What to work on - Repeat all entries exactly.

Material for this task -
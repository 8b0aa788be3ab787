//! Trip-planning orchestrator: geocode → route → simulate HOS → build daily
//! logs → assemble the public response.

pub mod geocoder;
pub mod ratelimit;
pub mod router;
pub mod types;

use std::sync::Arc;

use chrono::{Local, NaiveDateTime, Timelike};

pub use geocoder::{Geocoder, NominatimGeocoder};
pub use ratelimit::RateLimiter;
pub use router::{OpenRouteServiceRouter, Router};
pub use types::{
    GeocodingError, PlanTripResponse, RouteLeg, RouteLegResponse, RouteSummary, RoutingError,
    StopMarker, Summary, TripPlannerError,
};

use crate::hos::{Simulator, StopKind, TimelineEvent};
use crate::log_builder::build_daily_logs;

/// Drives the geocoder and router collaborators, then the [`Simulator`] and
/// [`crate::log_builder`], and assembles the `/api/plan-trip/` response.
///
/// Holds its collaborators as trait objects rather than concrete types so
/// callers (including tests) can substitute deterministic fakes without
/// performing network I/O.
pub struct TripPlanner {
    geocoder: Arc<dyn Geocoder>,
    router: Arc<dyn Router>,
}

impl TripPlanner {
    /// Builds an orchestrator over the given collaborators.
    pub fn new(geocoder: Arc<dyn Geocoder>, router: Arc<dyn Router>) -> Self {
        Self { geocoder, router }
    }

    /// Runs the full planning pipeline for one trip.
    ///
    /// # Errors
    ///
    /// Returns [`TripPlannerError`] if any collaborator call or the
    /// simulator fails. No partial result is ever returned.
    pub async fn plan_trip(
        &self,
        current_location: &str,
        pickup_location: &str,
        dropoff_location: &str,
        cycle_used_hours: f64,
    ) -> Result<PlanTripResponse, TripPlannerError> {
        let current = self.geocoder.geocode(current_location).await?;
        let pickup = self.geocoder.geocode(pickup_location).await?;
        let dropoff = self.geocoder.geocode(dropoff_location).await?;

        let leg1 = self.router.route(current, pickup).await?;
        let leg2 = self.router.route(pickup, dropoff).await?;

        let start_time = now_truncated_to_minute();
        let mut sim = Simulator::new(cycle_used_hours, start_time)?;

        sim.drive_segment(
            leg1.distance_miles,
            current_location,
            pickup_location,
            current.0,
            current.1,
            pickup.0,
            pickup.1,
        )?;
        sim.add_pickup(pickup_location, pickup.0, pickup.1);

        sim.drive_segment(
            leg2.distance_miles,
            pickup_location,
            dropoff_location,
            pickup.0,
            pickup.1,
            dropoff.0,
            dropoff.1,
        )?;
        sim.add_dropoff(dropoff_location, dropoff.0, dropoff.1);

        let timeline = sim.timeline().to_vec();
        let daily_logs = build_daily_logs(&timeline, "");
        let stops = build_stops(&timeline);

        let route = RouteSummary {
            legs: vec![
                leg_response(current_location, pickup_location, &leg1),
                leg_response(pickup_location, dropoff_location, &leg2),
            ],
            total_distance_miles: round1(leg1.distance_miles + leg2.distance_miles),
            total_duration_hours: round1((leg1.duration_minutes + leg2.duration_minutes) / 60.0),
        };

        let summary = Summary {
            total_days: daily_logs.len(),
            total_driving_miles: sim.total_miles(),
            cycle_hours_at_start: cycle_used_hours,
            cycle_hours_at_end: round1(sim.cycle_used_minutes() as f64 / 60.0),
        };

        Ok(PlanTripResponse {
            route,
            timeline,
            daily_logs,
            stops,
            summary,
        })
    }
}

fn now_truncated_to_minute() -> NaiveDateTime {
    let now = Local::now().naive_local();
    now.date()
        .and_hms_opt(now.hour(), now.minute(), 0)
        .unwrap_or(now)
}

fn leg_response(from: &str, to: &str, leg: &RouteLeg) -> RouteLegResponse {
    RouteLegResponse {
        from: from.to_string(),
        to: to.to_string(),
        distance_miles: round1(leg.distance_miles),
        duration_hours: round1(leg.duration_minutes / 60.0),
        geometry: leg.geometry.clone(),
    }
}

/// Pulls every non-driving event into a map-display stop marker, reading
/// each event's explicit `StopKind` instead of inferring it from its note
/// string.
fn build_stops(timeline: &[TimelineEvent]) -> Vec<StopMarker> {
    timeline
        .iter()
        .filter(|ev| !ev.is_driving())
        .map(|ev| StopMarker {
            kind: ev.kind.map_or("stop", StopKind::as_wire_str),
            location: ev.location.clone(),
            lat: ev.lat,
            lng: ev.lng,
            start_time: ev.start_time,
            duration_mins: ev.duration_mins,
            note: ev.note.clone(),
        })
        .collect()
}

fn round1(x: f64) -> f64 {
    (x * 10.0).round() / 10.0
}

Solved exercise -
repository 8b0aa788be3ab787
//! Trip-planning orchestrator: geocode → route → simulate HOS → build daily
//! logs → assemble the public response.

pub mod geocoder;
pub mod ratelimit;
pub mod router;
pub mod types;

use std::sync::Arc;

use chrono::{Local, NaiveDateTime, Timelike};

pub use geocoder::{Geocoder, NominatimGeocoder};
pub use ratelimit::RateLimiter;
pub use router::{OpenRouteServiceRouter, Router};
pub use types::{
    GeocodingError, PlanTripResponse, RouteLeg, RouteLegResponse, RouteSummary, RoutingError,
    StopMarker, Summary, TripPlannerError,
};

use crate::hos::{Simulator, StopKind, TimelineEvent};
use crate::log_builder::build_daily_logs;

/// Drives the geocoder and router collaborators, then the [`Simulator`] and
/// [`crate::log_builder`], and assembles the `/api/plan-trip/` response.
///
/// Holds its collaborators as trait objects rather than concrete types so
/// callers (including tests) can substitute deterministic fakes without
/// performing network I/O.
pub struct TripPlanner {
    geocoder: Arc<dyn Geocoder>,
    router: Arc<dyn Router>,
}

impl TripPlanner {
    /// Builds an orchestrator over the given collaborators.
    pub fn new(geocoder: Arc<dyn Geocoder>, router: Arc<dyn Router>) -> Self {
        Self { geocoder, router }
    }

    /// Runs the full planning pipeline for one trip.
    ///
    /// # Errors
    ///
    /// Returns [`TripPlannerError`] if any collaborator call or the
    /// simulator fails. No partial result is ever returned.
    pub async fn plan_trip(
        &self,
        current_location: &str,
        pickup_location: &str,
        dropoff_location: &str,
        cycle_used_hours: f64,
    ) -> Result<PlanTripResponse, TripPlannerError> {
        let current = self.geocoder.geocode(current_location).await?;
        let pickup = self.geocoder.geocode(pickup_location).await?;
        let dropoff = self.geocoder.geocode(dropoff_location).await?;

        let leg1 = self.router.route(current, pickup).await?;
        let leg2 = self.router.route(pickup, dropoff).await?;

        let start_time = now_truncated_to_minute();
        let mut sim = Simulator::new(cycle_used_hours, start_time)?;

        sim.drive_segment(
            leg1.distance_miles,
            current_location,
            pickup_location,
            current.0,
            current.1,
            pickup.0,
            pickup.1,
        )?;
        sim.add_pickup(pickup_location, pickup.0, pickup.1);

        sim.drive_segment(
            leg2.distance_miles,
            pickup_location,
            dropoff_location,
            pickup.0,
            pickup.1,
            dropoff.0,
            dropoff.1,
        )?;
        sim.add_dropoff(dropoff_location, dropoff.0, dropoff.1);

        let timeline = sim.timeline().to_vec();
        let daily_logs = build_daily_logs(&timeline, "");
        let stops = build_stops(&timeline);

        let route = RouteSummary {
            legs: vec![
                leg_response(current_location, pickup_location, &leg1),
                leg_response(pickup_location, dropoff_location, &leg2),
            ],
            total_distance_miles: round1(leg1.distance_miles + leg2.distance_miles),
            total_duration_hours: round1((leg1.duration_minutes + leg2.duration_minutes) / 60.0),
        };

        let summary = Summary {
            total_days: daily_logs.len(),
            total_driving_miles: sim.total_miles(),
            cycle_hours_at_start: cycle_used_hours,
            cycle_hours_at_end: round1(sim.cycle_used_minutes() as f64 / 60.0),
        };

        Ok(PlanTripResponse {
            route,
            timeline,
            daily_logs,
            stops,
            summary,
        })
    }
}

fn now_truncated_to_minute() -> NaiveDateTime {
    let now = Local::now().naive_local();
    now.date()
        .and_hms_opt(now.hour(), now.minute(), 0)
        .unwrap_or(now)
}

fn leg_response(from: &str, to: &str, leg: &RouteLeg) -> RouteLegResponse {
    RouteLegResponse {
        from: from.to_string(),
        to: to.to_string(),
        distance_miles: round1(leg.distance_miles),
        duration_hours: round1(leg.duration_minutes / 60.0),
        geometry: leg.geometry.clone(),
    }
}

/// Pulls every non-driving event into a map-display stop marker, reading
/// each event's explicit `StopKind` instead of inferring it from its note
/// string.
fn build_stops(timeline: &[TimelineEvent]) -> Vec<StopMarker> {
    timeline
        .iter()
        .filter(|ev| !ev.is_driving())
        .map(|ev| StopMarker {
            kind: ev.kind.map_or("stop", StopKind::as_wire_str),
            location: ev.location.clone(),
            lat: ev.lat,
            lng: ev.lng,
            start_time: ev.start_time,
            duration_mins: ev.duration_mins,
            note: ev.note.clone(),
        })
        .collect()
}

fn round1(x: f64) -> f64 {
    (x * 10.0).round() / 10.0
}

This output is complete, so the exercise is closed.